:: Record set ::
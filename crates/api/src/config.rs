use std::path::PathBuf;
use std::str::FromStr;

use snipforge_core::cache::DEFAULT_CACHE_CAPACITY;
use snipforge_core::history::DEFAULT_HISTORY_MAX;
use snipforge_core::pool::DEFAULT_WORKER_COUNT;

/// Server configuration loaded from environment variables.
///
/// All fields have sensible defaults suitable for local development.
/// In production, override via environment variables.
#[derive(Debug, Clone)]
pub struct ServerConfig {
    /// Bind address (default: `0.0.0.0`).
    pub host: String,
    /// Bind port (default: `5000`).
    pub port: u16,
    /// Allowed CORS origins, parsed from comma-separated `CORS_ORIGINS` env var.
    pub cors_origins: Vec<String>,
    /// HTTP request timeout in seconds (default: `30`).
    pub request_timeout_secs: u64,
    /// Graceful shutdown timeout in seconds (default: `30`).
    pub shutdown_timeout_secs: u64,
    /// Number of generation workers (default: `3`).
    pub worker_count: usize,
    /// Path of the durable history file.
    pub history_path: PathBuf,
    /// Maximum retained history entries (default: `20`).
    pub history_max: usize,
    /// Request cache capacity (default: `64`).
    pub cache_capacity: usize,
    /// Seconds a completed job stays queryable (default: `3600`).
    pub job_retention_secs: u64,
    /// Interval of the background job retention sweep (default: `300`).
    pub job_sweep_interval_secs: u64,
    /// Model used when a request does not name one.
    pub default_model: String,
    /// Config preset used when a request does not name one.
    pub default_config: String,
}

impl ServerConfig {
    /// Load configuration from environment variables with defaults.
    ///
    /// | Env Var                  | Default             |
    /// |--------------------------|---------------------|
    /// | `HOST`                   | `0.0.0.0`           |
    /// | `PORT`                   | `5000`              |
    /// | `CORS_ORIGINS`           | `http://localhost:5173` |
    /// | `REQUEST_TIMEOUT_SECS`   | `30`                |
    /// | `SHUTDOWN_TIMEOUT_SECS`  | `30`                |
    /// | `WORKER_COUNT`           | `3`                 |
    /// | `HISTORY_PATH`           | `history.json`      |
    /// | `HISTORY_MAX`            | `20`                |
    /// | `CACHE_CAPACITY`         | `64`                |
    /// | `JOB_RETENTION_SECS`     | `3600`              |
    /// | `JOB_SWEEP_INTERVAL_SECS`| `300`               |
    /// | `DEFAULT_MODEL`          | `gemini-1.5-pro`    |
    /// | `DEFAULT_CONFIG`         | `default`           |
    pub fn from_env() -> Self {
        let host = std::env::var("HOST").unwrap_or_else(|_| "0.0.0.0".into());

        let cors_origins: Vec<String> = std::env::var("CORS_ORIGINS")
            .unwrap_or_else(|_| "http://localhost:5173".into())
            .split(',')
            .map(|s| s.trim().to_string())
            .filter(|s| !s.is_empty())
            .collect();

        let history_path =
            PathBuf::from(std::env::var("HISTORY_PATH").unwrap_or_else(|_| "history.json".into()));

        let default_model =
            std::env::var("DEFAULT_MODEL").unwrap_or_else(|_| "gemini-1.5-pro".into());
        let default_config = std::env::var("DEFAULT_CONFIG").unwrap_or_else(|_| "default".into());

        Self {
            host,
            port: parse_env("PORT", 5000),
            cors_origins,
            request_timeout_secs: parse_env("REQUEST_TIMEOUT_SECS", 30),
            shutdown_timeout_secs: parse_env("SHUTDOWN_TIMEOUT_SECS", 30),
            worker_count: parse_env("WORKER_COUNT", DEFAULT_WORKER_COUNT),
            history_path,
            history_max: parse_env("HISTORY_MAX", DEFAULT_HISTORY_MAX),
            cache_capacity: parse_env("CACHE_CAPACITY", DEFAULT_CACHE_CAPACITY),
            job_retention_secs: parse_env("JOB_RETENTION_SECS", 3600),
            job_sweep_interval_secs: parse_env("JOB_SWEEP_INTERVAL_SECS", 300),
            default_model,
            default_config,
        }
    }
}

/// Read and parse an env var, panicking on malformed values so
/// misconfiguration fails fast at startup.
fn parse_env<T: FromStr>(key: &str, default: T) -> T {
    match std::env::var(key) {
        Ok(raw) => raw
            .parse()
            .unwrap_or_else(|_| panic!("{key} must be a valid value, got '{raw}'")),
        Err(_) => default,
    }
}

:: What is needed ::
Go through the records above and copy every line with the word "FromStr".

:: The answer ::
use std::str::FromStr;
fn parse_env<T: FromStr>(key: &str, default: T) -> T {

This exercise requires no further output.